━━ Records for the exercise ━━
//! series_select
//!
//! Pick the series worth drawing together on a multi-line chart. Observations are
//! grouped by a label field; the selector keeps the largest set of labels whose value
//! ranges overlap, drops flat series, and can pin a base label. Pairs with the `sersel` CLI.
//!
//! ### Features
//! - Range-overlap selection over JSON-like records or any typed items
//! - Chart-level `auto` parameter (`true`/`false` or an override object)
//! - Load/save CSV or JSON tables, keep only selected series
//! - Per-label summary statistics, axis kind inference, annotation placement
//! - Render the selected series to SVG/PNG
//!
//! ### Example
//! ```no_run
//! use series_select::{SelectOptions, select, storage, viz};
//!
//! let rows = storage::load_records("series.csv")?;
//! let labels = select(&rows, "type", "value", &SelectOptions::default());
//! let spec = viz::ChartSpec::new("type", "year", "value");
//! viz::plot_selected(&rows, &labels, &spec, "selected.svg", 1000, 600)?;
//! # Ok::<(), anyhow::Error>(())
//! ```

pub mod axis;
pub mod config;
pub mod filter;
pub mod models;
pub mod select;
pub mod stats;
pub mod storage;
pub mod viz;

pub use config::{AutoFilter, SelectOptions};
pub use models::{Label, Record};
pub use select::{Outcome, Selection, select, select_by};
━━━
→ Exercise objective:
All lines from the one with "pub mod models;" through the end of the data must be repeated exactly, and nothing else may be repeated.

→ Reply:
pub mod models;
pub mod select;
pub mod stats;
pub mod storage;
pub mod viz;

pub use config::{AutoFilter, SelectOptions};
pub use models::{Label, Record};
pub use select::{Outcome, Selection, select, select_by};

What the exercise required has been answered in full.